Abstract
During HIV+ hepatitis C virus (HCV)+ coinfection CD14 bright CD16 - monocytes produce soluble immune-activation markers that predict disease progression and poor response to interferon (IFN)-α treatment. We evaluated relationships among immune activation, monocyte phenotype, CD4-memory T cells, and HCV-, cytomegalovirus-, and cytomegalovirus/Epstein-Barr virus/influenza-specific IFN-γ-response before and during IFN-α treatment.
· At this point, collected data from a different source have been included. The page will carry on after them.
// src/filesystem/path.rs

//! Path handling for untrusted artifact entries
//!
//! Archive entries are normalised to an absolute-looking form (`/opt/x/bin`)
//! which is what the relocation map and the database work with. Only
//! [`safe_join`] turns such a path into a real location, always below the
//! install area root.

use crate::error::{Error, Result};
use std::fs;
use std::path::{Component, Path, PathBuf};

/// Normalise an archive entry path to `/a/b/c`
///
/// `.` components and leading `./` or `/` are dropped. A `..` component is
/// rejected outright, as is a path that normalises to nothing.
pub fn normalize_entry_path(entry: impl AsRef<Path>) -> Result<String> {
    let entry = entry.as_ref();
    let mut parts = Vec::new();

    for component in entry.components() {
        match component {
            Component::Normal(c) => parts.push(c.to_string_lossy().into_owned()),
            Component::CurDir | Component::RootDir | Component::Prefix(_) => {}
            Component::ParentDir => {
                return Err(Error::PathTraversal(entry.display().to_string()));
            }
        }
    }

    if parts.is_empty() {
        return Err(Error::ParseError(format!(
            "Empty path after normalisation: '{}'",
            entry.display()
        )));
    }

    Ok(format!("/{}", parts.join("/")))
}

/// Join a normalised path under `root`
///
/// The path is re-normalised first so a caller cannot smuggle `..` in. The
/// deepest existing ancestor of the result must resolve below the canonical
/// root, so a symlinked directory cannot lead out of the install area. The
/// final component is not resolved: a payload symlink may point anywhere.
pub fn safe_join(root: impl AsRef<Path>, path: impl AsRef<Path>) -> Result<PathBuf> {
    let root = root.as_ref();
    let normalized = normalize_entry_path(path)?;
    let joined = root.join(normalized.trim_start_matches('/'));

    if let Ok(canonical_root) = root.canonicalize()
        && let Some(parent) = joined.parent()
    {
        check_within(&canonical_root, parent, &joined)?;
    }

    Ok(joined)
}

fn check_within(canonical_root: &Path, dir: &Path, joined: &Path) -> Result<()> {
    let escapes = || {
        Error::PathTraversal(format!(
            "{} escapes install area {}",
            joined.display(),
            canonical_root.display()
        ))
    };

    let Some(existing) = dir
        .ancestors()
        .find(|d| fs::symlink_metadata(d).is_ok())
    else {
        return Ok(());
    };
    // a dangling link cannot be resolved, and may be created later
    let resolved = existing.canonicalize().map_err(|_| escapes())?;
    if !resolved.starts_with(canonical_root) {
        return Err(escapes());
    }
    Ok(())
}
// src/archive/mod.rs

//! Artifact contents and their materialisation in the install area
//!
//! An [`Extractor`] reads an artifact's [`ArtifactManifest`] and writes its
//! files below the install area root, honouring the relocation map. Every
//! path it creates goes into an [`ExtractionJournal`] so a failed package
//! can be taken out again without touching anything that was there before.
//!
//! Artifacts carry their metadata under `.pkginfo/` (never extracted):
//! - `.pkginfo/post-install`: post-install hook script
//! - `.pkginfo/prefix`: install prefix, before relocation

mod tar;

pub use self::tar::TarGzExtractor;

use crate::db::models::{FileEntry, FileKind};
use crate::error::{Error, Result};
use crate::filesystem::{RelocationMap, safe_join};
use crate::hash;
use std::collections::HashSet;
use std::fs;
use std::io::ErrorKind;
use std::path::{Path, PathBuf};
use tracing::{debug, warn};

/// Archive directory holding package metadata
pub const METADATA_DIR: &str = ".pkginfo";

/// Hook script inside [`METADATA_DIR`]
pub const POST_INSTALL_SCRIPT: &str = "post-install";

/// Declared install prefix inside [`METADATA_DIR`]
pub const PREFIX_FILE: &str = "prefix";

/// One payload entry of an artifact
#[derive(Debug, Clone, PartialEq, Eq)]
pub struct ManifestEntry {
    /// Normalised path, before relocation
    pub path: String,
    pub kind: FileKind,
    pub size: u64,
    pub checksum: Option<String>,
}

#[derive(Debug, Clone, Default, PartialEq, Eq)]
pub struct ArtifactManifest {
    pub entries: Vec<ManifestEntry>,
    pub post_install: Option<String>,
    pub prefix: Option<String>,
}

impl ArtifactManifest {
    /// File list as it will be registered: relocated, with any missing
    /// parent directories added ahead of their first child
    pub fn install_entries(&self, relocation: &RelocationMap) -> Vec<FileEntry> {
        let mut seen = HashSet::new();
        let mut out = Vec::with_capacity(self.entries.len());

        for entry in &self.entries {
            let (path, relocated) = relocation.relocate(&entry.path);

            for parent in ancestors(&path) {
                if seen.insert(parent.clone()) {
                    let mut dir = FileEntry::new(parent, FileKind::Dir);
                    dir.relocated = relocated;
                    out.push(dir);
                }
            }

            if path == "/" || !seen.insert(path.clone()) {
                continue;
            }
            let mut file = FileEntry::new(path, entry.kind);
            file.size = entry.size;
            file.checksum = entry.checksum.clone();
            file.relocated = relocated;
            out.push(file);
        }

        out
    }

    /// Relocated top directory of the payload
    ///
    /// The declared prefix wins; otherwise the deepest directory containing
    /// every entry.
    pub fn install_prefix(&self, relocation: &RelocationMap) -> Option<String> {
        let prefix = match self.prefix {
            Some(ref p) => Some(p.clone()),
            None => common_dir(self.entries.iter().map(|e| match e.kind {
                FileKind::Dir => e.path.clone(),
                _ => parent_of(&e.path),
            })),
        }?;
        Some(relocation.relocate(&prefix).0)
    }
}

/// Strict ancestors of a `/a/b/c` path, outermost first, excluding `/`
fn ancestors(path: &str) -> Vec<String> {
    let parts: Vec<&str> = path.split('/').filter(|p| !p.is_empty()).collect();
    (1..parts.len())
        .map(|n| format!("/{}", parts[..n].join("/")))
        .collect()
}

fn parent_of(path: &str) -> String {
    match path.rsplit_once('/') {
        Some(("", _)) | None => "/".to_string(),
        Some((parent, _)) => parent.to_string(),
    }
}

fn common_dir<I: Iterator<Item = String>>(paths: I) -> Option<String> {
    let mut common: Option<Vec<String>> = None;
    for path in paths {
        let parts: Vec<String> = path
            .split('/')
            .filter(|p| !p.is_empty())
            .map(str::to_string)
            .collect();
        common = Some(match common {
            None => parts,
            Some(current) => current
                .into_iter()
                .zip(parts)
                .take_while(|(a, b)| a == b)
                .map(|(a, _)| a)
                .collect(),
        });
    }
    common.map(|parts| format!("/{}", parts.join("/")))
}

/// Where and how to extract
#[derive(Debug, Clone, Copy)]
pub struct ExtractTarget<'a> {
    pub root: &'a Path,
    pub relocation: &'a RelocationMap,
    pub overwrite: bool,
}

/// Paths created during one package's extraction
#[derive(Debug, Default)]
pub struct ExtractionJournal {
    files: Vec<PathBuf>,
    dirs: Vec<PathBuf>,
}

impl ExtractionJournal {
    pub fn new() -> Self {
        Self::default()
    }

    pub fn record_file(&mut self, path: PathBuf) {
        self.files.push(path);
    }

    pub fn record_dir(&mut self, path: PathBuf) {
        self.dirs.push(path);
    }

    pub fn files(&self) -> &[PathBuf] {
        &self.files
    }

    pub fn dirs(&self) -> &[PathBuf] {
        &self.dirs
    }

    pub fn is_empty(&self) -> bool {
        self.files.is_empty() && self.dirs.is_empty()
    }

    /// Create `dir` and any missing ancestors, recording each one created
    pub fn create_dir_all(&mut self, dir: &Path) -> Result<()> {
        let mut missing = Vec::new();
        let mut current = Some(dir);
        while let Some(d) = current {
            if d.as_os_str().is_empty() || d.exists() {
                break;
            }
            missing.push(d.to_path_buf());
            current = d.parent();
        }

        for d in missing.into_iter().rev() {
            match fs::create_dir(&d) {
                Ok(()) => self.record_dir(d),
                Err(e) if e.kind() == ErrorKind::AlreadyExists && d.is_dir() => {}
                Err(e) => {
                    return Err(Error::ExtractionError(format!(
                        "Failed to create directory {}: {}",
                        d.display(),
                        e
                    )));
                }
            }
        }
        Ok(())
    }

    /// Undo everything recorded: files first, then directories innermost
    /// first, leaving non-empty directories alone
    pub fn rollback(&mut self) {
        for file in self.files.drain(..) {
            match fs::remove_file(&file) {
                Ok(()) => debug!("Rolled back {}", file.display()),
                Err(e) if e.kind() == ErrorKind::NotFound => {}
                Err(e) => warn!("Failed to roll back {}: {}", file.display(), e),
            }
        }
        for dir in self.dirs.drain(..).rev() {
            let _ = fs::remove_dir(&dir);
        }
    }
}

/// Reads artifacts and writes their payload into the install area
pub trait Extractor {
    fn inspect(&self, artifact: &Path) -> Result<ArtifactManifest>;

    /// Write the payload; returns the registered file list
    fn extract(
        &self,
        artifact: &Path,
        target: &ExtractTarget<'_>,
        journal: &mut ExtractionJournal,
    ) -> Result<Vec<FileEntry>>;
}

/// Compare what is on disk with the registered file list
pub fn check_extracted(root: &Path, files: &[FileEntry]) -> Result<()> {
    for file in files {
        let path = safe_join(root, &file.path)?;
        let meta = fs::symlink_metadata(&path).map_err(|e| {
            Error::ExtractionError(format!("{} missing after extraction: {}", path.display(), e))
        })?;

        match file.kind {
            FileKind::Dir if !meta.is_dir() => {
                return Err(Error::ExtractionError(format!(
                    "{} should be a directory",
                    path.display()
                )));
            }
            FileKind::Symlink if !meta.file_type().is_symlink() => {
                return Err(Error::ExtractionError(format!(
                    "{} should be a symlink",
                    path.display()
                )));
            }
            FileKind::File => {
                if !meta.is_file() || meta.len() != file.size {
                    return Err(Error::ExtractionError(format!(
                        "{} has size {} on disk, artifact says {}",
                        path.display(),
                        meta.len(),
                        file.size
                    )));
                }
                if let Some(ref expected) = file.checksum
                    && !hash::verify_file(&path, expected)?
                {
                    return Err(Error::ExtractionError(format!(
                        "{} does not match its artifact checksum",
                        path.display()
                    )));
                }
            }
            _ => {}
        }
    }
    Ok(())
}

/// Delete a package's files: plain files and links first, then directories
/// in reverse list order, skipping those still holding something
///
/// Missing paths are ignored. Returns how many paths were removed.
pub fn remove_files(root: &Path, files: &[FileEntry]) -> Result<usize> {
    let mut removed = 0;

    for file in files.iter().filter(|f| !f.is_dir()) {
        let path = safe_join(root, &file.path)?;
        match fs::remove_file(&path) {
            Ok(()) => removed += 1,
            Err(e) if e.kind() == ErrorKind::NotFound => {}
            Err(e) => warn!("Cannot remove {}: {}", path.display(), e),
        }
    }

    for dir in files.iter().rev().filter(|f| f.is_dir()) {
        let path = safe_join(root, &dir.path)?;
        match fs::remove_dir(&path) {
            Ok(()) => removed += 1,
            Err(e) if e.kind() == ErrorKind::NotFound => {}
            Err(_) => debug!("Keeping non-empty directory {}", path.display()),
        }
    }

    Ok(removed)
}
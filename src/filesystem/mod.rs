// src/filesystem/mod.rs

//! Filesystem helpers for the install area
//!
//! - [`path`]: normalising archive entry paths and joining them under the
//!   install area root without escaping it
//! - [`relocate`]: the prefix relocation map applied to artifact contents

pub mod path;
pub mod relocate;

pub use path::{normalize_entry_path, safe_join};
pub use relocate::RelocationMap;
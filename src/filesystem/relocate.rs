// src/filesystem/relocate.rs

//! Prefix relocation for artifact contents
//!
//! Artifacts are built for a fixed prefix (say `/opt/LHCbSoft`); the install
//! area may want them somewhere else (`/lhcb`). A [`RelocationMap`] rewrites
//! the leading part of every entry path. The longest matching prefix wins and
//! prefixes only match on whole path components.

use super::path::normalize_entry_path;
use crate::error::Result;
use std::collections::BTreeMap;

#[derive(Debug, Clone, Default, PartialEq, Eq)]
pub struct RelocationMap {
    // (from, to), longest `from` first
    rules: Vec<(String, String)>,
}

impl RelocationMap {
    pub fn new() -> Self {
        Self::default()
    }

    /// Build from `from -> to` pairs; both sides are normalised
    pub fn from_pairs<I, K, V>(pairs: I) -> Result<Self>
    where
        I: IntoIterator<Item = (K, V)>,
        K: AsRef<str>,
        V: AsRef<str>,
    {
        let mut map = Self::new();
        for (from, to) in pairs {
            map.insert(from.as_ref(), to.as_ref())?;
        }
        Ok(map)
    }

    pub fn from_map(map: &BTreeMap<String, String>) -> Result<Self> {
        Self::from_pairs(map.iter())
    }

    pub fn insert(&mut self, from: &str, to: &str) -> Result<()> {
        let from = normalize_prefix(from)?;
        let to = normalize_prefix(to)?;

        self.rules.retain(|(f, _)| *f != from);
        self.rules.push((from, to));
        self.rules.sort_by(|a, b| b.0.len().cmp(&a.0.len()).then_with(|| a.0.cmp(&b.0)));
        Ok(())
    }

    pub fn is_empty(&self) -> bool {
        self.rules.is_empty()
    }

    /// Relocate a normalised path, returning the new path and whether a
    /// rule applied
    pub fn relocate(&self, path: &str) -> (String, bool) {
        for (from, to) in &self.rules {
            if let Some(rest) = strip_component_prefix(path, from) {
                let base = to.trim_end_matches('/');
                let relocated = format!("{}{}", base, rest);
                let relocated = if relocated.is_empty() {
                    "/".to_string()
                } else {
                    relocated
                };
                return (relocated, true);
            }
        }
        (path.to_string(), false)
    }

    pub fn iter(&self) -> impl Iterator<Item = (&str, &str)> {
        self.rules.iter().map(|(f, t)| (f.as_str(), t.as_str()))
    }
}

fn normalize_prefix(prefix: &str) -> Result<String> {
    if prefix.trim_matches(|c| c == '/' || c == '.').is_empty() {
        return Ok("/".to_string());
    }
    normalize_entry_path(prefix)
}

/// Remainder of `path` after `prefix`, starting with `/` or empty
fn strip_component_prefix<'a>(path: &'a str, prefix: &str) -> Option<&'a str> {
    if prefix == "/" {
        return Some(if path == "/" { "" } else { path });
    }
    let rest = path.strip_prefix(prefix)?;
    if rest.is_empty() || rest.starts_with('/') {
        Some(rest)
    } else {
        None
    }
}
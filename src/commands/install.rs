// src/commands/install.rs
//! Install and update commands

use super::{finish_report, load_config, open_installer, parse_specs, print_plan};
use crate::cli::AreaArgs;
use anyhow::{Context, Result};
use sitepkg::{AreaLock, Error, InstallOptions};
use tracing::info;

fn report_failure(e: Error) -> anyhow::Error {
    if let Error::InstallError { ref report, .. } = e {
        println!("{}", report);
    }
    anyhow::Error::new(e)
}

pub fn cmd_install(area: &AreaArgs, specs: &[String], opts: InstallOptions, dry_run: bool) -> Result<()> {
    let config = load_config(area)?;
    let specs = parse_specs(specs)?;
    let installer = open_installer(&config)?;

    if dry_run {
        let tx = installer
            .dry_run_install(&specs, &opts)
            .context("Failed to plan installation")?;
        print_plan("install", &tx);
        return Ok(());
    }

    let _lock = AreaLock::for_database(&config.db_path())?;
    info!("Installing into {}", config.siteroot.display());
    let report = installer.install(&specs, &opts).map_err(report_failure)?;

    for pkg in report.hook_failures() {
        println!("warning: post-install hook of {} failed", pkg);
    }
    finish_report(&report)
}

pub fn cmd_update(area: &AreaArgs, specs: &[String], just_db: bool, dry_run: bool) -> Result<()> {
    let config = load_config(area)?;
    let specs = parse_specs(specs)?;
    let installer = open_installer(&config)?;
    let opts = InstallOptions {
        just_db,
        ..Default::default()
    };

    if dry_run {
        let tx = installer
            .dry_run_update(&specs, &opts)
            .context("Failed to plan update")?;
        print_plan("install", &tx);
        return Ok(());
    }

    let _lock = AreaLock::for_database(&config.db_path())?;
    let report = installer.update(&specs, &opts).map_err(report_failure)?;
    finish_report(&report)
}
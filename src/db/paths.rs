// src/db/paths.rs
//! Path derivation for install area directories

use std::path::{Path, PathBuf};

/// Database location relative to the install area root
pub const DB_RELATIVE_PATH: &str = "var/lib/sitepkg/packages.db";

/// Default database path for an install area
pub fn default_db_path(siteroot: &Path) -> PathBuf {
    siteroot.join(DB_RELATIVE_PATH)
}

/// Directory containing the database
pub fn db_dir(db_path: &Path) -> PathBuf {
    db_path
        .parent()
        .map(Path::to_path_buf)
        .unwrap_or_else(|| PathBuf::from("."))
}

/// Scratch directory for fetched artifacts
pub fn default_tmp_dir(siteroot: &Path) -> PathBuf {
    siteroot.join("tmp")
}

/// Lock file guarding the install area
pub fn lock_path(db_path: &Path) -> PathBuf {
    db_dir(db_path).join("sitepkg.lock")
}
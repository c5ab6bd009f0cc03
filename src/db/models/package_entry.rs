// src/db/models/package_entry.rs

//! PackageEntry model - one installed package

use super::{FileEntry, ProvideEntry, RequirementEntry};
use crate::error::{Error, Result};
use crate::package::Package;
use rusqlite::{Connection, OptionalExtension, Row, params};
use std::fmt;
use std::str::FromStr;

const COLUMNS: &str = "id, name, version, release, epoch, arch, location, checksum, \
                       post_install_status, installed_at";

/// Outcome of the post-install hook, stored as `N` / `Y` / `E`
#[derive(Debug, Clone, Copy, PartialEq, Eq, Default)]
pub enum PostInstallStatus {
    #[default]
    NotRun,
    Success,
    Error,
}

impl PostInstallStatus {
    pub fn as_code(&self) -> &'static str {
        match self {
            PostInstallStatus::NotRun => "N",
            PostInstallStatus::Success => "Y",
            PostInstallStatus::Error => "E",
        }
    }
}

impl FromStr for PostInstallStatus {
    type Err = Error;

    fn from_str(s: &str) -> Result<Self> {
        match s {
            "N" => Ok(PostInstallStatus::NotRun),
            "Y" => Ok(PostInstallStatus::Success),
            "E" => Ok(PostInstallStatus::Error),
            other => Err(Error::DatabaseError(format!(
                "Invalid post-install status '{}'",
                other
            ))),
        }
    }
}

impl fmt::Display for PostInstallStatus {
    fn fmt(&self, f: &mut fmt::Formatter<'_>) -> fmt::Result {
        let s = match self {
            PostInstallStatus::NotRun => "not run",
            PostInstallStatus::Success => "success",
            PostInstallStatus::Error => "error",
        };
        f.write_str(s)
    }
}

#[derive(Debug, Clone)]
pub struct PackageEntry {
    pub id: Option<i64>,
    pub name: String,
    pub version: String,
    pub release: String,
    pub epoch: i64,
    pub arch: Option<String>,
    pub location: Option<String>,
    pub checksum: Option<String>,
    pub post_install_status: PostInstallStatus,
    pub installed_at: Option<String>,
}

impl PackageEntry {
    pub fn from_package(pkg: &Package) -> Self {
        Self {
            id: None,
            name: pkg.name.clone(),
            version: pkg.version.clone(),
            release: pkg.release.clone(),
            epoch: pkg.epoch as i64,
            arch: pkg.arch.clone(),
            location: pkg.location.clone(),
            checksum: pkg.checksum.clone(),
            post_install_status: PostInstallStatus::NotRun,
            installed_at: None,
        }
    }

    pub fn insert(&mut self, conn: &Connection) -> Result<i64> {
        conn.execute(
            "INSERT INTO packages (name, version, release, epoch, arch, location, checksum, post_install_status)
             VALUES (?1, ?2, ?3, ?4, ?5, ?6, ?7, ?8)",
            params![
                &self.name,
                &self.version,
                &self.release,
                &self.epoch,
                &self.arch,
                &self.location,
                &self.checksum,
                self.post_install_status.as_code(),
            ],
        )?;

        let id = conn.last_insert_rowid();
        self.id = Some(id);
        Ok(id)
    }

    pub fn find_by_id(conn: &Connection, id: i64) -> Result<Option<Self>> {
        let sql = format!("SELECT {} FROM packages WHERE id = ?1", COLUMNS);
        let entry = conn.query_row(&sql, [id], Self::from_row).optional()?;
        Ok(entry)
    }

    pub fn find_by_nvr(
        conn: &Connection,
        name: &str,
        version: &str,
        release: &str,
    ) -> Result<Option<Self>> {
        let sql = format!(
            "SELECT {} FROM packages WHERE name = ?1 AND version = ?2 AND release = ?3",
            COLUMNS
        );
        let entry = conn
            .query_row(&sql, params![name, version, release], Self::from_row)
            .optional()?;
        Ok(entry)
    }

    pub fn find_by_name(conn: &Connection, name: &str) -> Result<Vec<Self>> {
        let sql = format!("SELECT {} FROM packages WHERE name = ?1 ORDER BY id", COLUMNS);
        let mut stmt = conn.prepare(&sql)?;
        let entries = stmt
            .query_map([name], Self::from_row)?
            .collect::<std::result::Result<Vec<_>, _>>()?;
        Ok(entries)
    }

    pub fn list_all(conn: &Connection) -> Result<Vec<Self>> {
        let sql = format!("SELECT {} FROM packages ORDER BY name, id", COLUMNS);
        let mut stmt = conn.prepare(&sql)?;
        let entries = stmt
            .query_map([], Self::from_row)?
            .collect::<std::result::Result<Vec<_>, _>>()?;
        Ok(entries)
    }

    /// Delete the record; requires, provides and files cascade
    pub fn delete(conn: &Connection, id: i64) -> Result<()> {
        conn.execute("DELETE FROM packages WHERE id = ?1", [id])?;
        Ok(())
    }

    pub fn set_post_install_status(
        conn: &Connection,
        id: i64,
        status: PostInstallStatus,
    ) -> Result<()> {
        conn.execute(
            "UPDATE packages SET post_install_status = ?1 WHERE id = ?2",
            params![status.as_code(), id],
        )?;
        Ok(())
    }

    /// Rebuild the full package, including requires, provides and file list
    pub fn load_package(&self, conn: &Connection) -> Result<Package> {
        let id = self
            .id
            .ok_or_else(|| Error::DatabaseError(format!("{} has no id", self.name)))?;

        let mut pkg = Package::new(&self.name, &self.version, &self.release);
        pkg.epoch = self.epoch.max(0) as u64;
        pkg.arch = self.arch.clone();
        pkg.location = self.location.clone();
        pkg.checksum = self.checksum.clone();
        pkg.requires = RequirementEntry::find_by_package(conn, id)?
            .into_iter()
            .map(RequirementEntry::into_requirement)
            .collect();
        pkg.provides = ProvideEntry::find_by_package(conn, id)?
            .into_iter()
            .map(ProvideEntry::into_provide)
            .collect();
        pkg.file_list = FileEntry::find_by_package(conn, id)?
            .into_iter()
            .map(|f| f.path)
            .collect();
        Ok(pkg)
    }

    fn from_row(row: &Row) -> rusqlite::Result<Self> {
        let status: String = row.get(8)?;
        Ok(Self {
            id: Some(row.get(0)?),
            name: row.get(1)?,
            version: row.get(2)?,
            release: row.get(3)?,
            epoch: row.get(4)?,
            arch: row.get(5)?,
            location: row.get(6)?,
            checksum: row.get(7)?,
            post_install_status: status.parse().unwrap_or_default(),
            installed_at: row.get(9)?,
        })
    }
}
Effector-memory and central-memory CD4 T-cell frequencies were lower in HCV+ HIV+ donors than in uninfected donors and correlated negatively with HCV level, CD14 bright CD16 - monocytes, and plasma sCD14. sCD14 and CD14 bright CD16 - monocytes negatively correlated with IFN-α-dependent HCV decline. CD4 effector-memory T cells positively associated with cytomegalovirus/Epstein-Barr virus/influenza(CEF)-specific IFN-γ response, while sCD14 negatively associated with both CD4 effector-memory T cells and CEF-specific IFN-γ response. These data support a role for memory-CD4 T cells in HCV containment and link immune activation and CD14 bright CD16 - -monocyte frequency to the failure of IFN-dependent HCV clearance.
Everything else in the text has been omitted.